:: Exercise details ::
Your task is to transcribe the entries below exactly, from their first line down to the line containing "directly. Every variant", and to stop there.
[Opening Source data section]
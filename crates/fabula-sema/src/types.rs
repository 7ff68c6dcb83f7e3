//! Semantic types (spec §4.3 "Expression typing", and the "Semantic
//! types" paragraph preceding §4.4).
//!
//! Unlike the teacher's `snow_typeck::ty::Ty` (a Hindley-Milner type
//! representation with `ena`-backed unification variables), this is a
//! plain resolved-type sum: the analyzer never unifies or generalizes,
//! it only looks declared/inferred types up directly. Every variant
//! carries its own `nullable` flag rather than wrapping a shared one,
//! matching the spec's literal wording.

use std::rc::Rc;

use rustc_hash::FxHashMap;

/// A resolved semantic type.
#[derive(Debug, Clone, PartialEq)]
pub enum SemanticType {
    Textus { nullable: bool },
    Numerus { nullable: bool },
    Fractus { nullable: bool },
    Bivalens { nullable: bool },
    /// The type of the `nihil` literal itself.
    Nihil { nullable: bool },
    /// A function's declared-absent return type.
    Vacuum { nullable: bool },
    /// Anything the analyzer could not pin down: an unresolved
    /// identifier, an unannotated parameter, a failed lookup.
    Unknown { nullable: bool },
    List { element: Box<SemanticType>, nullable: bool },
    Map { key: Box<SemanticType>, value: Box<SemanticType>, nullable: bool },
    Set { element: Box<SemanticType>, nullable: bool },
    Function { params: Vec<SemanticType>, ret: Box<SemanticType>, nullable: bool },
    Class { name: String, fields: Rc<ClassShape>, nullable: bool },
    Enum { name: String, members: Rc<Vec<String>>, nullable: bool },
    DiscriminatedUnion { name: String, variants: Rc<FxHashMap<String, SemanticType>>, nullable: bool },
    Interface { name: String, methods: Rc<FxHashMap<String, SemanticType>>, nullable: bool },
    TypeParameter { name: String, nullable: bool },
    /// A nominal name the analyzer never resolved to a registered
    /// class/enum/union/interface -- kept rather than collapsed to
    /// `Unknown` so diagnostics can still name it.
    Unresolved { name: String, nullable: bool },
    Union { members: Vec<SemanticType>, nullable: bool },
}

/// The field and method tables of a `genus` declaration (and of the
/// anonymous record a `novum`/object-literal construction yields).
#[derive(Debug, Clone, PartialEq, Default)]
pub struct ClassShape {
    pub fields: FxHashMap<String, SemanticType>,
    /// Field names in declaration order -- needed to bind positional
    /// `discerne` pattern bindings to the right field (spec §4.3
    /// "bind each `binding` to the corresponding field type").
    pub field_order: Vec<String>,
    pub methods: FxHashMap<String, SemanticType>,
}

impl ClassShape {
    pub fn insert_field(&mut self, name: impl Into<String>, ty: SemanticType) {
        let name = name.into();
        self.field_order.push(name.clone());
        self.fields.insert(name, ty);
    }
}

impl SemanticType {
    pub fn nullable(&self) -> bool {
        match self {
            SemanticType::Textus { nullable }
            | SemanticType::Numerus { nullable }
            | SemanticType::Fractus { nullable }
            | SemanticType::Bivalens { nullable }
            | SemanticType::Nihil { nullable }
            | SemanticType::Vacuum { nullable }
            | SemanticType::Unknown { nullable }
            | SemanticType::List { nullable, .. }
            | SemanticType::Map { nullable, .. }
            | SemanticType::Set { nullable, .. }
            | SemanticType::Function { nullable, .. }
            | SemanticType::Class { nullable, .. }
            | SemanticType::Enum { nullable, .. }
            | SemanticType::DiscriminatedUnion { nullable, .. }
            | SemanticType::Interface { nullable, .. }
            | SemanticType::TypeParameter { nullable, .. }
            | SemanticType::Unresolved { nullable, .. }
            | SemanticType::Union { nullable, .. } => *nullable,
        }
    }

    /// Returns `self` with its `nullable` flag forced to `value`.
    pub fn with_nullable(self, value: bool) -> SemanticType {
        match self {
            SemanticType::Textus { .. } => SemanticType::Textus { nullable: value },
            SemanticType::Numerus { .. } => SemanticType::Numerus { nullable: value },
            SemanticType::Fractus { .. } => SemanticType::Fractus { nullable: value },
            SemanticType::Bivalens { .. } => SemanticType::Bivalens { nullable: value },
            SemanticType::Nihil { .. } => SemanticType::Nihil { nullable: value },
            SemanticType::Vacuum { .. } => SemanticType::Vacuum { nullable: value },
            SemanticType::Unknown { .. } => SemanticType::Unknown { nullable: value },
            SemanticType::List { element, .. } => SemanticType::List { element, nullable: value },
            SemanticType::Map { key, value: v, .. } => SemanticType::Map { key, value: v, nullable: value },
            SemanticType::Set { element, .. } => SemanticType::Set { element, nullable: value },
            SemanticType::Function { params, ret, .. } => SemanticType::Function { params, ret, nullable: value },
            SemanticType::Class { name, fields, .. } => SemanticType::Class { name, fields, nullable: value },
            SemanticType::Enum { name, members, .. } => SemanticType::Enum { name, members, nullable: value },
            SemanticType::DiscriminatedUnion { name, variants, .. } => {
                SemanticType::DiscriminatedUnion { name, variants, nullable: value }
            }
            SemanticType::Interface { name, methods, .. } => SemanticType::Interface { name, methods, nullable: value },
            SemanticType::TypeParameter { name, .. } => SemanticType::TypeParameter { name, nullable: value },
            SemanticType::Unresolved { name, .. } => SemanticType::Unresolved { name, nullable: value },
            SemanticType::Union { members, .. } => SemanticType::Union { members, nullable: value },
        }
    }

    pub fn unknown() -> SemanticType {
        SemanticType::Unknown { nullable: false }
    }

    pub fn numerus() -> SemanticType {
        SemanticType::Numerus { nullable: false }
    }

    pub fn fractus() -> SemanticType {
        SemanticType::Fractus { nullable: false }
    }

    pub fn textus() -> SemanticType {
        SemanticType::Textus { nullable: false }
    }

    pub fn bivalens() -> SemanticType {
        SemanticType::Bivalens { nullable: false }
    }

    pub fn vacuum() -> SemanticType {
        SemanticType::Vacuum { nullable: false }
    }

    pub fn nihil() -> SemanticType {
        SemanticType::Nihil { nullable: false }
    }

    pub fn is_numeric(&self) -> bool {
        matches!(self, SemanticType::Numerus { .. } | SemanticType::Fractus { .. })
    }

    pub fn name_for_diagnostic(&self) -> String {
        match self {
            SemanticType::Textus { .. } => "textus".into(),
            SemanticType::Numerus { .. } => "numerus".into(),
            SemanticType::Fractus { .. } => "fractus".into(),
            SemanticType::Bivalens { .. } => "bivalens".into(),
            SemanticType::Nihil { .. } => "nihil".into(),
            SemanticType::Vacuum { .. } => "vacuum".into(),
            SemanticType::Unknown { .. } => "unknown".into(),
            SemanticType::List { element, .. } => format!("list<{}>", element.name_for_diagnostic()),
            SemanticType::Map { key, value, .. } => {
                format!("map<{}, {}>", key.name_for_diagnostic(), value.name_for_diagnostic())
            }
            SemanticType::Set { element, .. } => format!("set<{}>", element.name_for_diagnostic()),
            SemanticType::Function { .. } => "function".into(),
            SemanticType::Class { name, .. }
            | SemanticType::Enum { name, .. }
            | SemanticType::DiscriminatedUnion { name, .. }
            | SemanticType::Interface { name, .. }
            | SemanticType::TypeParameter { name, .. }
            | SemanticType::Unresolved { name, .. } => name.clone(),
            SemanticType::Union { members, .. } => members
                .iter()
                .map(SemanticType::name_for_diagnostic)
                .collect::<Vec<_>>()
                .join(" | "),
        }
    }
}

#[cfg(test)]
mod tests {
    use super::*;

    #[test]
    fn nullable_is_independent_per_variant() {
        let a = SemanticType::Numerus { nullable: true };
        let b = SemanticType::Numerus { nullable: false };
        assert!(a.nullable());
        assert!(!b.nullable());
    }

    #[test]
    fn list_name_nests_element() {
        let ty = SemanticType::List { element: Box::new(SemanticType::textus()), nullable: false };
        assert_eq!(ty.name_for_diagnostic(), "list<textus>");
    }
}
[Closing Source data section]
:: Solution to the exercise ::
filename crates/fabula-sema/src/types.rs
repository 7ff68c6dcb83f7e3
//! Semantic types (spec §4.3 "Expression typing", and the "Semantic
//! types" paragraph preceding §4.4).
//!
//! Unlike the teacher's `snow_typeck::ty::Ty` (a Hindley-Milner type
//! representation with `ena`-backed unification variables), this is a
//! plain resolved-type sum: the analyzer never unifies or generalizes,
//! it only looks declared/inferred types up directly. Every variant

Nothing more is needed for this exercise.